__Assignment__:
Word for word, restate the entries that follow.

Items from a data source

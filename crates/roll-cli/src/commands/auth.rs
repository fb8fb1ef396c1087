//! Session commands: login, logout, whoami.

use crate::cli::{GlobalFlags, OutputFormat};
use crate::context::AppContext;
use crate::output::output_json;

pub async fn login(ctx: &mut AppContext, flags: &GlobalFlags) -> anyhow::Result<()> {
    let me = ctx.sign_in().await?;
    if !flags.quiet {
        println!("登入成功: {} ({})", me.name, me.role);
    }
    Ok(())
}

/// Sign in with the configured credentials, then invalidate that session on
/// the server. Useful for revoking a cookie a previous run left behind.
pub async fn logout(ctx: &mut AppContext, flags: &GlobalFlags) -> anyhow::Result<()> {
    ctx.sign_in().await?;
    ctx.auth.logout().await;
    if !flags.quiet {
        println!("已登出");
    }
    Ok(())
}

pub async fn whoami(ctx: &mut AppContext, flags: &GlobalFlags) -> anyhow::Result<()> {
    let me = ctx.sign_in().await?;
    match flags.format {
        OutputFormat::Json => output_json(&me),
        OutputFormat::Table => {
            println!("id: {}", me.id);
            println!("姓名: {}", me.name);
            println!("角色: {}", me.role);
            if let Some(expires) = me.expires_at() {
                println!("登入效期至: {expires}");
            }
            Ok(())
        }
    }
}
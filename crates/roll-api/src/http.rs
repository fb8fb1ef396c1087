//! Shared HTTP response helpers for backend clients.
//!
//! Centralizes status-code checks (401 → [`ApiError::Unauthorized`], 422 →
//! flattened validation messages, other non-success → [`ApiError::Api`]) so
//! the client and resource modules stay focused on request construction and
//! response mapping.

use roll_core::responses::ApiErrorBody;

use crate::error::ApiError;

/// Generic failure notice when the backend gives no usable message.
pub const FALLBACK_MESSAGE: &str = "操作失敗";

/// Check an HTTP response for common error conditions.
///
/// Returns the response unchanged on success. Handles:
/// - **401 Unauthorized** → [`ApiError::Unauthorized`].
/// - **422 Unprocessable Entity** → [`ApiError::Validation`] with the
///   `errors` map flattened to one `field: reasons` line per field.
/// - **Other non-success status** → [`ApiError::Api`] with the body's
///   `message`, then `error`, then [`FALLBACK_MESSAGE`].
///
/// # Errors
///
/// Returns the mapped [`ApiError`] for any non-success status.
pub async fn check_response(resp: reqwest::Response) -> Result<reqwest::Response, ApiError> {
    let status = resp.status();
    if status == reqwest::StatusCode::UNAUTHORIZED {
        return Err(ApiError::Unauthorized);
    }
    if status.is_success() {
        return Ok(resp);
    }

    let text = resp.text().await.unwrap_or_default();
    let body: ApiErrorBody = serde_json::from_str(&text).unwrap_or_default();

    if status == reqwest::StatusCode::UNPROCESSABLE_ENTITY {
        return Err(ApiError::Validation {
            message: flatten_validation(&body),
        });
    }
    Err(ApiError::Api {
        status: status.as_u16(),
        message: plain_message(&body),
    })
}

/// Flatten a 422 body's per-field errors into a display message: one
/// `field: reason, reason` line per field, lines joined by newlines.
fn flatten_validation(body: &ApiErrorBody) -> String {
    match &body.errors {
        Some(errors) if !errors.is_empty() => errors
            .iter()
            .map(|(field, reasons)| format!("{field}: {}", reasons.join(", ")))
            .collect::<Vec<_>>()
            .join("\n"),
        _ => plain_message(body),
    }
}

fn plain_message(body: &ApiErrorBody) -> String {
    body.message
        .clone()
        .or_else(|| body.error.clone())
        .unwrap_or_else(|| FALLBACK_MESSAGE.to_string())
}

__Result of this task__:
filename crates/roll-cli/src/commands/auth.rs
repository fb8fb1ef396c1087
//! Session commands: login, logout, whoami.

use crate::cli::{GlobalFlags, OutputFormat};
use crate::context::AppContext;
use crate::output::output_json;

pub async fn login(ctx: &mut AppContext, flags: &GlobalFlags) -> anyhow::Result<()> {
    let me = ctx.sign_in().await?;
    if !flags.quiet {
        println!("登入成功: {} ({})", me.name, me.role);
    }
    Ok(())
}

/// Sign in with the configured credentials, then invalidate that session on
/// the server. Useful for revoking a cookie a previous run left behind.
pub async fn logout(ctx: &mut AppContext, flags: &GlobalFlags) -> anyhow::Result<()> {
    ctx.sign_in().await?;
    ctx.auth.logout().await;
    if !flags.quiet {
        println!("已登出");
    }
    Ok(())
}

pub async fn whoami(ctx: &mut AppContext, flags: &GlobalFlags) -> anyhow::Result<()> {
    let me = ctx.sign_in().await?;
    match flags.format {
        OutputFormat::Json => output_json(&me),
        OutputFormat::Table => {
            println!("id: {}", me.id);
            println!("姓名: {}", me.name);
            println!("角色: {}", me.role);
            if let Some(expires) = me.expires_at() {
                println!("登入效期至: {expires}");
            }
            Ok(())
        }
    }
}
filename crates/roll-api/src/http.rs
repository fb8fb1ef396c1087
//! Shared HTTP response helpers for backend clients.
//!
//! Centralizes status-code checks (401 → [`ApiError::Unauthorized`], 422 →
//! flattened validation messages, other non-success → [`ApiError::Api`]) so
//! the client and resource modules stay focused on request construction and
//! response mapping.

use roll_core::responses::ApiErrorBody;

use crate::error::ApiError;

/// Generic failure notice when the backend gives no usable message.
pub const FALLBACK_MESSAGE: &str = "操作失敗";

/// Check an HTTP response for common error conditions.
///
/// Returns the response unchanged on success. Handles:
/// - **401 Unauthorized** → [`ApiError::Unauthorized`].
/// - **422 Unprocessable Entity** → [`ApiError::Validation`] with the
///   `errors` map flattened to one `field: reasons` line per field.
/// - **Other non-success status** → [`ApiError::Api`] with the body's
///   `message`, then `error`, then [`FALLBACK_MESSAGE`].
///
/// # Errors
///
/// Returns the mapped [`ApiError`] for any non-success status.
pub async fn check_response(resp: reqwest::Response) -> Result<reqwest::Response, ApiError> {
    let status = resp.status();
    if status == reqwest::StatusCode::UNAUTHORIZED {
        return Err(ApiError::Unauthorized);
    }
    if status.is_success() {
        return Ok(resp);
    }

    let text = resp.text().await.unwrap_or_default();
    let body: ApiErrorBody = serde_json::from_str(&text).unwrap_or_default();

    if status == reqwest::StatusCode::UNPROCESSABLE_ENTITY {
        return Err(ApiError::Validation {
            message: flatten_validation(&body),
        });
    }
    Err(ApiError::Api {
        status: status.as_u16(),
        message: plain_message(&body),
    })
}

/// Flatten a 422 body's per-field errors into a display message: one
/// `field: reason, reason` line per field, lines joined by newlines.
fn flatten_validation(body: &ApiErrorBody) -> String {
    match &body.errors {
        Some(errors) if !errors.is_empty() => errors
            .iter()
            .map(|(field, reasons)| format!("{field}: {}", reasons.join(", ")))
            .collect::<Vec<_>>()
            .join("\n"),
        _ => plain_message(body),
    }
}

fn plain_message(body: &ApiErrorBody) -> String {
    body.message
        .clone()
        .or_else(|| body.error.clone())
        .unwrap_or_else(|| FALLBACK_MESSAGE.to_string())
}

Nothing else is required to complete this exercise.